==== Provided records ====
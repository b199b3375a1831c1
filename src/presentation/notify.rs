use crate::error::ForecastError;
use crate::forecaster::{ForecastRun, FORM_DATE_FORMAT};
use std::error::Error;
use std::io::{self, Write};

/// Writes one notification block for a failed run: the error kind, the
/// message and every underlying cause.
pub fn show_error<W: Write>(out: &mut W, error: &ForecastError) -> io::Result<()> {
    writeln!(out)?;
    writeln!(out, "{}: {}", error.kind(), error)?;
    let mut cause = error.source();
    while let Some(inner) = cause {
        writeln!(out, "  caused by: {}", inner)?;
        cause = inner.source();
    }
    Ok(())
}

/// Lists the predicted days after the boundary, with intervals when known.
pub fn show_forecast<W: Write>(out: &mut W, run: &ForecastRun) -> io::Result<()> {
    let boundary = run.combined.boundary;
    writeln!(out)?;
    writeln!(
        out,
        "Forecast for {} ({} days after {}):",
        run.city,
        run.forecast_days,
        boundary.format(FORM_DATE_FORMAT)
    )?;
    for point in run.forecast.points().iter().filter(|p| p.date > boundary) {
        write!(
            out,
            "  {}  {:>6.1} °C",
            point.date.format(FORM_DATE_FORMAT),
            point.predicted
        )?;
        if let (Some(lower), Some(upper)) = (point.lower, point.upper) {
            write!(out, "  ({:.1} to {:.1})", lower, upper)?;
        }
        writeln!(out)?;
    }
    Ok(())
}
use crate::types::forecast_table::ForecastTable;
use crate::types::historical_table::HistoricalTable;
use chrono::NaiveDate;

#[derive(Debug, Clone, Copy, PartialEq)]
pub struct SeriesPoint {
    pub date: NaiveDate,
    pub value: f64,
}

/// Everything a chart needs: the observed line, the predicted line and the
/// boundary date where observations end.
#[derive(Debug, Clone, PartialEq)]
pub struct CombinedSeries {
    pub city: String,
    pub historical: Vec<SeriesPoint>,
    pub forecast: Vec<SeriesPoint>,
    pub boundary: NaiveDate,
}

impl CombinedSeries {
    /// Returns `None` when `history` is empty, since there is no boundary to mark.
    pub fn compose(city: &str, history: &HistoricalTable, forecast: &ForecastTable) -> Option<Self> {
        let boundary = history.last_date()?;
        Some(Self {
            city: city.to_string(),
            historical: history
                .observations()
                .iter()
                .map(|o| SeriesPoint {
                    date: o.date,
                    value: o.avg_temp_c,
                })
                .collect(),
            forecast: forecast
                .points()
                .iter()
                .map(|p| SeriesPoint {
                    date: p.date,
                    value: p.predicted,
                })
                .collect(),
            boundary,
        })
    }

    /// Predicted points strictly after the boundary date.
    pub fn tail(&self) -> impl Iterator<Item = &SeriesPoint> {
        self.forecast.iter().filter(move |p| p.date > self.boundary)
    }

    /// Lowest and highest value across both lines.
    pub fn value_range(&self) -> Option<(f64, f64)> {
        self.historical
            .iter()
            .chain(self.forecast.iter())
            .map(|p| p.value)
            .fold(None, |range, v| match range {
                None => Some((v, v)),
                Some((lo, hi)) => Some((lo.min(v), hi.max(v))),
            })
    }
}
impl ProgramLayout {
    /// Walk the module's uniform struct and vertex inputs.
    pub fn reflect(module: &naga::Module) -> Self {
        let mut layout = ProgramLayout::default();

        let block = module.global_variables.iter().find_map(|(_, var)| {
            match (var.space, &var.binding) {
                (naga::AddressSpace::Uniform, Some(binding))
                    if binding.group == UNIFORM_GROUP && binding.binding == 0 =>
                {
                    Some(var.ty)
                }
                _ => None,
            }
        });

        if let Some(ty) = block {
            let gctx = module.to_ctx();
            match &module.types[ty].inner {
                naga::TypeInner::Struct { members, span } => {
                    layout.uniform_block_size = *span;
                    for member in members {
                        let Some(name) = &member.name else { continue };
                        let inner = &module.types[member.ty].inner;
                        layout.uniforms.insert(
                            name.clone(),
                            UniformSlot {
                                offset: member.offset,
                                size: inner.size(gctx),
                                kind: UniformKind::of(inner),
                            },
                        );
                    }
                }
                other => {
                    log::warn!("uniform binding is not a struct ({:?}); no uniforms resolved", other);
                }
            }
        }

        for entry in module
            .entry_points
            .iter()
            .filter(|ep| ep.stage == naga::ShaderStage::Vertex)
        {
            for arg in &entry.function.arguments {
                if let (Some(name), Some(naga::Binding::Location { location, .. })) =
                    (&arg.name, &arg.binding)
                {
                    layout.attributes.insert(name.clone(), *location);
                }
            }
        }

        layout
    }

    pub fn uniform(&self, name: &str) -> Option<UniformSlot> {
        self.uniforms.get(name).copied()
    }

    /// Location of a vertex-stage input, by parameter name.
    pub fn attribute(&self, name: &str) -> Option<u32> {
        self.attributes.get(name).copied()
    }

    /// Size in bytes of the uniform struct (0 when the module declares none).
    pub fn uniform_block_size(&self) -> u32 {
        self.uniform_block_size
    }
}

/// Parse and validate WGSL, returning the compiler diagnostic on failure.
pub fn compile(label: &str, source: &str) -> Result<naga::Module, ShaderError> {
    let module = wgsl::parse_str(source).map_err(|err| ShaderError::Compile {
        label: label.to_string(),
        diagnostic: err.emit_to_string(source),
    })?;

    let mut validator = Validator::new(ValidationFlags::all(), Capabilities::all());
    validator
        .validate(&module)
        .map_err(|err| ShaderError::Compile {
            label: label.to_string(),
            diagnostic: format!("{}", err),
        })?;

    Ok(module)
}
====
Write down again, exactly as given, only the lines above that fall from the line with "pub fn tail(&self)" to the line with "let block = module.global_variables.iter().find_map(|(_, var)|", inclusive.

__Written solution__.
    pub fn tail(&self) -> impl Iterator<Item = &SeriesPoint> {
        self.forecast.iter().filter(move |p| p.date > self.boundary)
    }

    /// Lowest and highest value across both lines.
    pub fn value_range(&self) -> Option<(f64, f64)> {
        self.historical
            .iter()
            .chain(self.forecast.iter())
            .map(|p| p.value)
            .fold(None, |range, v| match range {
                None => Some((v, v)),
                Some((lo, hi)) => Some((lo.min(v), hi.max(v))),
            })
    }
}
impl ProgramLayout {
    /// Walk the module's uniform struct and vertex inputs.
    pub fn reflect(module: &naga::Module) -> Self {
        let mut layout = ProgramLayout::default();

        let block = module.global_variables.iter().find_map(|(_, var)| {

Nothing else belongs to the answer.